Top of RAW DATA

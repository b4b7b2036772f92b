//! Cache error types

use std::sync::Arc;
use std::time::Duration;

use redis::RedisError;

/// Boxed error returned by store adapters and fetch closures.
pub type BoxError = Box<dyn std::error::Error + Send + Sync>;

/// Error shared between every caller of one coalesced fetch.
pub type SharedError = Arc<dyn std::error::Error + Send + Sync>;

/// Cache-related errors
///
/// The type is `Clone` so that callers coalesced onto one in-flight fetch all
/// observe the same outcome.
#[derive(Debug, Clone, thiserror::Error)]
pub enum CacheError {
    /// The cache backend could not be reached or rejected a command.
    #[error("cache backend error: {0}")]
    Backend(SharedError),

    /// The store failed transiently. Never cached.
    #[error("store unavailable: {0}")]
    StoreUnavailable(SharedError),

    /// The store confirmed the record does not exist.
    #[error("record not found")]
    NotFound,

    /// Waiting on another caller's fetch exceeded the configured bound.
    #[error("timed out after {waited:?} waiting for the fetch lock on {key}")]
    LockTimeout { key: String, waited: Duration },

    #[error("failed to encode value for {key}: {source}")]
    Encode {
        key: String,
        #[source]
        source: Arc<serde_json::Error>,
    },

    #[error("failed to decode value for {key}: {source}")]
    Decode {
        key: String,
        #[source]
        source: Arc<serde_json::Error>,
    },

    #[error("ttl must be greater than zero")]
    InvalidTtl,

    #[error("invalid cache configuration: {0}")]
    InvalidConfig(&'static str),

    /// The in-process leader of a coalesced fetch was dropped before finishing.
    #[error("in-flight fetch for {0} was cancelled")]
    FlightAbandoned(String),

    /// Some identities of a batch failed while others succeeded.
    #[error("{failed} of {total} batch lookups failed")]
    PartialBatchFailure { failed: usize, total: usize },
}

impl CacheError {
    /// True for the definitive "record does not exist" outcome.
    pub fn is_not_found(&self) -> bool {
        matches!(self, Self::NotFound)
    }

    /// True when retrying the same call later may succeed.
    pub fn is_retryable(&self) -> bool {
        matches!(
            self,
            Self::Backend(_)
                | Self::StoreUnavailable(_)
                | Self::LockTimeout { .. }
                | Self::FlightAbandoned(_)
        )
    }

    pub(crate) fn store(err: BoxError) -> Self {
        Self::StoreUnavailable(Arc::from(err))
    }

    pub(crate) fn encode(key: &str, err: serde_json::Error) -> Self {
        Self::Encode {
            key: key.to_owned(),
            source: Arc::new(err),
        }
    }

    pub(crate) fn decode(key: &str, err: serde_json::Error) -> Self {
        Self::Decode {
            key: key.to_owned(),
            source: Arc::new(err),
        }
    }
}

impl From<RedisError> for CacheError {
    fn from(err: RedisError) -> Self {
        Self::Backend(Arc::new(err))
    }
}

Bottom of RAW DATA
Top of RAW DATA

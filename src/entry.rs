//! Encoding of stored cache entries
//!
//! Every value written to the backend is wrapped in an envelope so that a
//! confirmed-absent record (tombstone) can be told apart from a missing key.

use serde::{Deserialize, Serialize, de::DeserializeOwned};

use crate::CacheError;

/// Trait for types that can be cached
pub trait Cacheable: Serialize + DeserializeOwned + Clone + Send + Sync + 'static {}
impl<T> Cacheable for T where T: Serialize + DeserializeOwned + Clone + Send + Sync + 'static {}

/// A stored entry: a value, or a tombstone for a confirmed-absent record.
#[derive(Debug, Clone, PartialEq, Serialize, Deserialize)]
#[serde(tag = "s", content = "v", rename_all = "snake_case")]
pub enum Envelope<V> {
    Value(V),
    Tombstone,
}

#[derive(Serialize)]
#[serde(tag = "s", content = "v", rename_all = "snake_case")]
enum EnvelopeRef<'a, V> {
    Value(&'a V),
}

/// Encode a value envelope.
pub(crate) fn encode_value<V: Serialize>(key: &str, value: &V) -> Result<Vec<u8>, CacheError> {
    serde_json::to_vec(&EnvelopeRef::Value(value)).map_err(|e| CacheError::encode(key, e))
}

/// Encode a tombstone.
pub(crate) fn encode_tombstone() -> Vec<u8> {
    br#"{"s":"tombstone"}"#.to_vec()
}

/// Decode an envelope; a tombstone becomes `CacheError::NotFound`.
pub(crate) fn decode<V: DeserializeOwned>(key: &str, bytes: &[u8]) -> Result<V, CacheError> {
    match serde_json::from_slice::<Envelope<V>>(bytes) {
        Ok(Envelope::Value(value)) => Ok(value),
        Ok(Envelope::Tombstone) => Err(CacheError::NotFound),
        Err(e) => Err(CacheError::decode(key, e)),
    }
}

Bottom of RAW DATA

**WHAT THE TASK ASKS**
Go through the entries and return each line where the word "BoxError" occurs.

**ANSWER TO THIS TASK**
pub type BoxError = Box<dyn std::error::Error + Send + Sync>;
    pub(crate) fn store(err: BoxError) -> Self {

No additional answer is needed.